5 Differences: Moving from XML Sitemap module to Google's Sitemap Generators

Feb 15 2010

For a large site that I maintain, we recently disabled the XML Sitemap module (we're using the 1.x branch) and switched to the Google Sitemap Generators tool (the Python one). We have noticed a few unsurprising things, and a few very surprising things.

We identified five big differences (all positive) that we have seen since moving to the Google Sitemap Generators Python tool. <!--break--> The Google Sitemap Generators Python script is composed of a single executable script, sitemap_gen.py, that can be configured to use various sources of input to generate a site map. We use our server's access logs to generate the map.

I hear that a newer Google tool provides yet another way of capturing this information, but this requires Apache. We run Nginx.

Here are five substantial differences we have noticed since we started running the Python script a month ago.

1. Unsurprisingly, our performance improved

One of the main reasons we turned it off was because of known issues with performance. There is no need to go into details. We have tens of thousands of nodes, and that brought the generator to its knees on occasion.

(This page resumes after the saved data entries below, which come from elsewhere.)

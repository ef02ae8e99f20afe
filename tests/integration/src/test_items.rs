//! Item catalog endpoint behavior through the full pipeline.

#[cfg(test)]
mod tests {
    use crate::{call, signed_request, test_service};

    const ITEM_PATH: &str = "/items/item:123e4567-e89b-12d3-a456-426614174000";

    #[tokio::test]
    async fn test_should_create_item() {
        let service = test_service();
        let body = serde_json::json!({
            "title": "Resistance band set",
            "category": "fitness",
            "tags": ["bands", "mobility"],
            "popularity": 3,
        });
        let (parts, response) = call(
            &service,
            signed_request("PUT", ITEM_PATH, "user:admin", Some(&body)),
        )
        .await;

        assert_eq!(parts.status, http::StatusCode::OK);
        assert_eq!(response["ok"], true);
        assert_eq!(
            response["updated"],
            serde_json::json!(["category", "popularity", "tags", "title"]),
        );
    }

    #[tokio::test]
    async fn test_should_forbid_guest_item_write() {
        let service = test_service();
        let body = serde_json::json!({"title": "x"});
        let (parts, response) = call(
            &service,
            signed_request("PUT", ITEM_PATH, "guest:g-1", Some(&body)),
        )
        .await;

        assert_eq!(parts.status, http::StatusCode::FORBIDDEN);
        assert_eq!(response["error"], "Only users (admins) can create/update items");
    }

    #[tokio::test]
    async fn test_should_reject_malformed_item_id() {
        let service = test_service();
        let body = serde_json::json!({"title": "x"});
        let (parts, response) = call(
            &service,
            signed_request("PUT", "/items/item:not-a-uuid", "user:admin", Some(&body)),
        )
        .await;

        assert_eq!(parts.status, http::StatusCode::BAD_REQUEST);
        assert!(
            response["error"]
                .as_str()
                .is_some_and(|m| m.contains("itemId"))
        );
    }

    #[tokio::test]
    async fn test_should_reject_invalid_category_with_details() {
        let service = test_service();
        let body = serde_json::json!({"category": "music"});
        let (parts, response) = call(
            &service,
            signed_request("PUT", ITEM_PATH, "user:admin", Some(&body)),
        )
        .await;

        assert_eq!(parts.status, http::StatusCode::BAD_REQUEST);
        assert_eq!(
            response["details"]["category"],
            "Must be one of: education, fitness, tools",
        );
    }
}
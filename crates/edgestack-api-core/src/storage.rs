//! In-memory storage for the backend tables.
//!
//! Two shapes cover the three tables:
//!
//! - [`KeyValueStore`]: a concurrent map keyed by a single id (users,
//!   items). Records are JSON objects; writes merge a validated field set
//!   into the existing record, creating it on first write.
//! - [`InteractionStorage`]: a partition/sort layout for the append-only
//!   interaction log.
//!
//! ```text
//! DashMap<ActorId, BTreeMap<SortKey, InteractionRecord>>
//! ```
//!
//! - Partition-level concurrency: different actors can be read/written
//!   concurrently without contention.
//! - Sort key ordering: within each partition, records are stored in a
//!   `BTreeMap` keyed by `"{ts}#{itemId}"`. The timestamp is a fixed-width
//!   RFC 3339 string, so lexicographic order is chronological order and a
//!   reverse iteration yields newest-first.

use std::collections::BTreeMap;

use dashmap::DashMap;
use tracing::debug;

use edgestack_api_model::InteractionRecord;

/// A stored record: a JSON object map.
pub type Record = serde_json::Map<String, serde_json::Value>;

/// Concurrent single-key store for users and items.
#[derive(Debug)]
pub struct KeyValueStore {
    /// Name of the key attribute written into every record.
    key_field: &'static str,
    records: DashMap<String, Record>,
}

impl KeyValueStore {
    /// Creates an empty store whose records carry `key_field` as their id
    /// attribute.
    #[must_use]
    pub fn new(key_field: &'static str) -> Self {
        Self {
            key_field,
            records: DashMap::new(),
        }
    }

    /// Retrieves a record by id.
    #[must_use]
    pub fn get(&self, id: &str) -> Option<Record> {
        self.records.get(id).map(|r| r.value().clone())
    }

    /// Whether a record exists for this id.
    #[must_use]
    pub fn contains(&self, id: &str) -> bool {
        self.records.contains_key(id)
    }

    /// Merges a field set into the record, creating it on first write.
    ///
    /// The key attribute is always (re)written from the id, so a record can
    /// never disagree with the key it is stored under.
    pub fn merge(&self, id: &str, fields: Record) {
        let mut entry = self.records.entry(id.to_owned()).or_default();
        entry.insert(
            self.key_field.to_owned(),
            serde_json::Value::String(id.to_owned()),
        );
        for (name, value) in fields {
            entry.insert(name, value);
        }
        debug!(id, "merged record fields");
    }

    /// Number of records in the store.
    #[must_use]
    pub fn len(&self) -> usize {
        self.records.len()
    }

    /// Whether the store is empty.
    #[must_use]
    pub fn is_empty(&self) -> bool {
        self.records.is_empty()
    }
}

/// Append-only partition/sort storage for the interaction log.
#[derive(Debug, Default)]
pub struct InteractionStorage {
    /// Actor id -> sorted records within that partition.
    partitions: DashMap<String, BTreeMap<String, InteractionRecord>>,
}

impl InteractionStorage {
    /// Creates an empty interaction store.
    #[must_use]
    pub fn new() -> Self {
        Self::default()
    }

    /// Appends one record under `(actor_id, sort_key)`.
    pub fn append(&self, record: InteractionRecord) {
        let mut partition = self.partitions.entry(record.actor_id.clone()).or_default();
        partition.insert(record.sort_key.clone(), record);
    }

    /// Returns the most recent `limit` records for an actor, newest first.
    #[must_use]
    pub fn list_recent(&self, actor_id: &str, limit: usize) -> Vec<InteractionRecord> {
        let Some(partition) = self.partitions.get(actor_id) else {
            return Vec::new();
        };

        partition
            .iter()
            .rev()
            .take(limit)
            .map(|(_, record)| record.clone())
            .collect()
    }

    /// Number of records stored for an actor.
    #[must_use]
    pub fn partition_len(&self, actor_id: &str) -> usize {
        self.partitions.get(actor_id).map_or(0, |p| p.len())
    }
}
//! EdgeStack API server.
//!
//! Serves the HMAC-authenticated backend API: a gateway layer verifies
//! every request against the shared secret, then routes it to the profile,
//! item catalog, or interaction log handlers.
//!
//! # Usage
//!
//! ```text
//! HMAC_SECRET=... GATEWAY_LISTEN=0.0.0.0:8080 edgestack-server
//! ```
//!
//! # Environment Variables
//!
//! | Variable | Default | Description |
//! |----------|---------|-------------|
//! | `GATEWAY_LISTEN` | `0.0.0.0:8080` | Bind address |
//! | `HMAC_SECRET` | *(unset)* | Shared secret value |
//! | `HMAC_SECRET_FILE` | *(unset)* | Path to a file holding the secret (takes precedence) |
//! | `ALLOWED_ORIGIN` | `*` | `Access-Control-Allow-Origin` value |
//! | `LOG_LEVEL` | `info` | Log level filter |
//! | `RUST_LOG` | *(unset)* | Fine-grained tracing filter (overrides `LOG_LEVEL`) |

use std::net::SocketAddr;
use std::sync::Arc;
use std::time::Duration;

use anyhow::{Context, Result};
use hyper_util::rt::{TokioExecutor, TokioIo};
use hyper_util::server::conn::auto::Builder as HttpConnBuilder;
use tokio::net::TcpListener;
use tracing::{error, info, warn};
use tracing_subscriber::EnvFilter;

use edgestack_api_core::{EdgeStackApi, EdgeStackApiHandler};
use edgestack_api_http::{ApiHttpConfig, ApiHttpService};
use edgestack_auth::{Authenticator, SharedSecret, load_shared_secret};
use edgestack_core::GatewayConfig;

/// Server version reported at startup.
const VERSION: &str = env!("CARGO_PKG_VERSION");

/// Attempts to load the shared secret before giving up.
const SECRET_LOAD_ATTEMPTS: u32 = 3;

/// Delay between secret load attempts.
const SECRET_LOAD_BACKOFF: Duration = Duration::from_millis(500);

/// Initialize the tracing subscriber.
///
/// Uses `RUST_LOG` if set, otherwise falls back to the `LOG_LEVEL` config value.
fn init_tracing(log_level: &str) -> Result<()> {
    let filter = if std::env::var("RUST_LOG").is_ok() {
        EnvFilter::from_default_env()
    } else {
        EnvFilter::try_new(log_level)
            .with_context(|| format!("invalid log level filter: {log_level}"))?
    };

    tracing_subscriber::fmt()
        .with_env_filter(filter)
        .with_target(true)
        .init();

    Ok(())
}

/// Load the shared secret, retrying transient failures.
///
/// A process that cannot obtain its secret must not start serving: every
/// request would be denied with a reason that points at the caller instead
/// of the missing dependency.
async fn load_secret_with_retry() -> Result<SharedSecret> {
    let mut attempt = 1;
    loop {
        match load_shared_secret() {
            Ok(secret) => return Ok(secret),
            Err(err) if attempt < SECRET_LOAD_ATTEMPTS => {
                warn!(
                    error = %err,
                    attempt,
                    "failed to load shared secret, retrying"
                );
                tokio::time::sleep(SECRET_LOAD_BACKOFF).await;
                attempt += 1;
            }
            Err(err) => {
                return Err(err).context("cannot load shared secret; refusing to serve");
            }
        }
    }
}

/// Run the accept loop, serving connections until a shutdown signal is received.
async fn serve(
    listener: TcpListener,
    service: ApiHttpService<EdgeStackApiHandler>,
) -> Result<()> {
    let graceful = hyper_util::server::graceful::GracefulShutdown::new();
    let http = HttpConnBuilder::new(TokioExecutor::new());

    let shutdown = async {
        tokio::signal::ctrl_c().await.ok();
        info!("received shutdown signal, draining connections");
    };

    tokio::pin!(shutdown);

    loop {
        tokio::select! {
            result = listener.accept() => {
                let (stream, peer_addr) = match result {
                    Ok(conn) => conn,
                    Err(e) => {
                        warn!(error = %e, "failed to accept connection");
                        continue;
                    }
                };

                let svc = service.clone();
                let conn = http.serve_connection(TokioIo::new(stream), svc);
                let conn = graceful.watch(conn.into_owned());

                tokio::spawn(async move {
                    if let Err(e) = conn.await {
                        error!(peer_addr = %peer_addr, error = %e, "connection error");
                    }
                });
            }

            () = &mut shutdown => {
                info!("shutting down gracefully");
                break;
            }
        }
    }

    // Wait for in-flight requests to complete.
    graceful.shutdown().await;
    info!("all connections drained, exiting");

    Ok(())
}

#[tokio::main]
async fn main() -> Result<()> {
    let config = GatewayConfig::from_env();
    init_tracing(&config.log_level)?;

    // Secret loading is the one blocking startup dependency; everything
    // after this point is in-process.
    let secret = load_secret_with_retry().await?;
    let authenticator = Authenticator::new(secret);

    let provider = EdgeStackApi::new();
    let handler = EdgeStackApiHandler::new(Arc::new(provider));
    let http_config = ApiHttpConfig {
        allowed_origin: config.allowed_origin.clone(),
    };
    let service = ApiHttpService::new(Arc::new(handler), authenticator, http_config);

    let addr: SocketAddr = config
        .gateway_listen
        .parse()
        .with_context(|| format!("invalid bind address: {}", config.gateway_listen))?;

    let listener = TcpListener::bind(addr)
        .await
        .with_context(|| format!("failed to bind to {addr}"))?;

    info!(
        %addr,
        allowed_origin = %config.allowed_origin,
        version = VERSION,
        "starting EdgeStack server",
    );

    serve(listener, service).await
}
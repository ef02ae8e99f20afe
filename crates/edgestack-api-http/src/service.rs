//! The gateway HTTP service.
//!
//! Implements the hyper `Service` trait and the per-request pipeline:
//! health-check interception, body collection, authentication, routing,
//! and dispatch. Every request passes through the authenticator before any
//! routing happens; only the verified actor reaches the handlers.

use std::convert::Infallible;
use std::future::Future;
use std::pin::Pin;
use std::sync::Arc;

use bytes::Bytes;
use http_body_util::BodyExt;

use edgestack_api_model::ApiError;
use edgestack_auth::decision::AuthDecision;
use edgestack_auth::envelope::SignedRequest;
use edgestack_auth::verify::Authenticator;

use crate::body::ApiResponseBody;
use crate::dispatch::{ApiHandler, RequestContext, dispatch_operation};
use crate::response::{
    ALLOWED_HEADERS, ALLOWED_METHODS, CONTENT_TYPE, error_to_response, forbidden_response,
    json_response, preflight_response,
};
use crate::router::resolve_operation;

/// Configuration for the gateway HTTP service.
#[derive(Debug, Clone)]
pub struct ApiHttpConfig {
    /// Origin value for `Access-Control-Allow-Origin` response headers.
    pub allowed_origin: String,
}

impl Default for ApiHttpConfig {
    fn default() -> Self {
        Self {
            allowed_origin: "*".to_owned(),
        }
    }
}

/// Hyper `Service` implementation for the EdgeStack API.
///
/// Wraps an [`ApiHandler`] implementation and an [`Authenticator`]; routes
/// verified requests to the appropriate operation handler.
#[derive(Debug)]
pub struct ApiHttpService<H: ApiHandler> {
    handler: Arc<H>,
    authenticator: Arc<Authenticator>,
    config: Arc<ApiHttpConfig>,
}

impl<H: ApiHandler> ApiHttpService<H> {
    /// Create a new `ApiHttpService`.
    pub fn new(handler: Arc<H>, authenticator: Authenticator, config: ApiHttpConfig) -> Self {
        Self {
            handler,
            authenticator: Arc::new(authenticator),
            config: Arc::new(config),
        }
    }
}

impl<H: ApiHandler> Clone for ApiHttpService<H> {
    fn clone(&self) -> Self {
        Self {
            handler: Arc::clone(&self.handler),
            authenticator: Arc::clone(&self.authenticator),
            config: Arc::clone(&self.config),
        }
    }
}

impl<H, B> hyper::service::Service<http::Request<B>> for ApiHttpService<H>
where
    H: ApiHandler,
    B: http_body::Body + Send + 'static,
    B::Data: Send,
    B::Error: std::fmt::Display,
{
    type Response = http::Response<ApiResponseBody>;
    type Error = Infallible;
    type Future = Pin<Box<dyn Future<Output = Result<Self::Response, Self::Error>> + Send>>;

    fn call(&self, req: http::Request<B>) -> Self::Future {
        let handler = Arc::clone(&self.handler);
        let authenticator = Arc::clone(&self.authenticator);
        let config = Arc::clone(&self.config);
        let request_id = uuid::Uuid::new_v4().to_string();

        Box::pin(async move {
            let response = process_request(req, handler.as_ref(), &authenticator).await;
            let response = add_common_headers(response, &config, &request_id);
            Ok(response)
        })
    }
}

/// Process a single request through the full pipeline.
async fn process_request<H, B>(
    req: http::Request<B>,
    handler: &H,
    authenticator: &Authenticator,
) -> http::Response<ApiResponseBody>
where
    H: ApiHandler,
    B: http_body::Body,
    B::Error: std::fmt::Display,
{
    // 1. Intercept health probes; they are unauthenticated by design.
    if is_health_check(req.method(), req.uri().path()) {
        return health_check_response();
    }

    let (parts, incoming) = req.into_parts();

    // 2. Collect body.
    let body = match collect_body(incoming).await {
        Ok(body) => body,
        Err(err) => return error_to_response(&err),
    };

    // 3. Authenticate. The handler body is resolved up front: transport
    // decoding degrades rather than fails, and never aborts a request that
    // would otherwise verify. This transport does not base64-encode bodies;
    // the envelope flag exists for fronting gateways that do.
    let signed = SignedRequest::from_parts(&parts, &body, false);
    let handler_body = signed.normalized_body();

    match authenticator.authenticate(&signed) {
        AuthDecision::AllowPreflight => preflight_response(),
        // The deny reason stays on the diagnostic channel (the authenticator
        // already logged it); the caller gets the opaque shape.
        decision @ AuthDecision::Deny { .. } => {
            tracing::debug!(
                authorizer = ?decision.to_authorizer_output(),
                "authorization denied"
            );
            forbidden_response()
        }
        AuthDecision::Allow { actor } => {
            // 4. Route and dispatch with the verified identity attached.
            let op = match resolve_operation(&parts.method, parts.uri.path()) {
                Ok(op) => op,
                Err(err) => return error_to_response(&err),
            };
            let ctx = RequestContext {
                actor,
                query: parts.uri.query().map(ToOwned::to_owned),
            };
            match dispatch_operation(handler, op, ctx, handler_body).await {
                Ok(response) => response,
                Err(err) => error_to_response(&err),
            }
        }
    }
}

/// Collect the incoming body into a single `Bytes` buffer.
async fn collect_body<B>(incoming: B) -> Result<Bytes, ApiError>
where
    B: http_body::Body,
    B::Error: std::fmt::Display,
{
    incoming
        .collect()
        .await
        .map(http_body_util::Collected::to_bytes)
        .map_err(|e| ApiError::internal_error(format!("Failed to read request body: {e}")))
}

/// Add common response headers to every response.
fn add_common_headers(
    mut response: http::Response<ApiResponseBody>,
    config: &ApiHttpConfig,
    request_id: &str,
) -> http::Response<ApiResponseBody> {
    let headers = response.headers_mut();

    if let Ok(hv) = http::HeaderValue::from_str(request_id) {
        headers.entry("x-request-id").or_insert(hv);
    }

    headers
        .entry("content-type")
        .or_insert(http::HeaderValue::from_static(CONTENT_TYPE));

    headers.insert("server", http::HeaderValue::from_static("EdgeStack"));

    // CORS headers.
    if let Ok(hv) = http::HeaderValue::from_str(&config.allowed_origin) {
        headers.insert("access-control-allow-origin", hv);
    }
    headers.insert(
        "access-control-allow-headers",
        http::HeaderValue::from_static(ALLOWED_HEADERS),
    );
    headers.insert(
        "access-control-allow-methods",
        http::HeaderValue::from_static(ALLOWED_METHODS),
    );

    response
}

/// Check if the request is a health check probe.
fn is_health_check(method: &http::Method, path: &str) -> bool {
    *method == http::Method::GET && (path == "/health" || path == "/_health")
}

/// Produce the health check response.
fn health_check_response() -> http::Response<ApiResponseBody> {
    json_response(br#"{"status":"ok"}"#.to_vec())
}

In our new configuration, the Python script that generates the sitemap runs once during the day at an off-peak time. While the building of the site map still takes time, we control exactly when it happens. And since it is a secondary process (not part of the web site) we have open possibilities for further tuning, like nice-ing the process.

2. Surprisingly, our site map quickly got much better.

We configured sitemap_gen.py to crawl several hundred megs of log files once a day and generate the sitemap based on that. We immediately noticed several things:

  • We got much deeper coverage of our site.
  • The rankings were much more appropriate.
  • Our sitemap reflected the actual usage pattern of our visitors (something we noticed was not happening with the XML Sitemap module)

For example, articles that get a lot of traffic for our site (like a basic page on Degenerative Disk Disease) scored very high. Some that got less traffic (like a random article on whiplash) were ranked lower, as we would have expected.

We think that the reason why the python script has been more successful in ranking is simply because we can have it delve deeper into our data. We currently have in mining about 875M of log file data per run. That is far more than before.

3. Surprisingly, Google is crawling more

From logs and webmaster tools, we have seen three obvious trends:

  • Google crawls us more frequently. We see googlebot almost daily, and it is making a large number of requests.
  • Google is hitting pages on our site it has never hit before. Activity has gone up about 15-20% at least.
  • New content is showing up in search results. Larger parts of our site, like the doctor directory, have been crawled very deeply. Pages several levels beneath the root are now showing up in searches.

4. Unsurprisingly, the sitemap got bigger

The specification says that sitemaps can have up to 50,000 entries as long as it is no bigger than 10M. Our new site map is many times larger than our old map, and reflects better coverage of our site (though we still don't see everything show up in the site map).

5. Surprisingly, we have more control

We've been able to conduct some very fine-grained tuning by applying regular expressions to URL patterns. The Python tool allows you to build sophisticated lists of filters like this:

<filter action="drop" type="regexp"   pattern="/\.[^/]*"     />
<filter action="drop" type="wildcard" pattern="*icons*" />
<filter action="drop" type="wildcard" pattern="*logos*" />
<filter action="drop" type="wildcard" pattern="*todo*" />
<filter action="drop" type="wildcard" pattern="*Easter*" />
<filter action="drop" type="wildcard" pattern="*/help/help/*" />
<filter action="drop" type="wildcard" pattern="*/press/*.gif" />

We've also been able to very easily configure our sitemap to reflect our information architecture by using a URL List file, which looks something like this:

http://www.spine-health.com/ changefreq=daily priority=1.0
http://www.spine-health.com/conditions changefreq=monthly priority=0.9

http://www.spine-health.com/conditions/arthritis changefreq=monthly priority=0.8
http://www.spine-health.com/conditions/back-pain changefreq=monthly priority=0.8
http://www.spine-health.com/conditions/chronic-pain changefreq=monthly priority=0.8
http://www.spine-health.com/conditions/degenerative-disc-disease changefreq=monthly priority=0.8

# Rest of the file is removed

This has made it simple for us to give the bot an idea of our IA.


Overall, we have been happy with our move. Though we miss the ease of maintenance we had before, the trade-off clearly has been worth it.

We are looking forward to taking another look at the XML Sitemap module when the 2.0 version stabilizes, though we probably won't get around to this until we migrate to Drupal 7.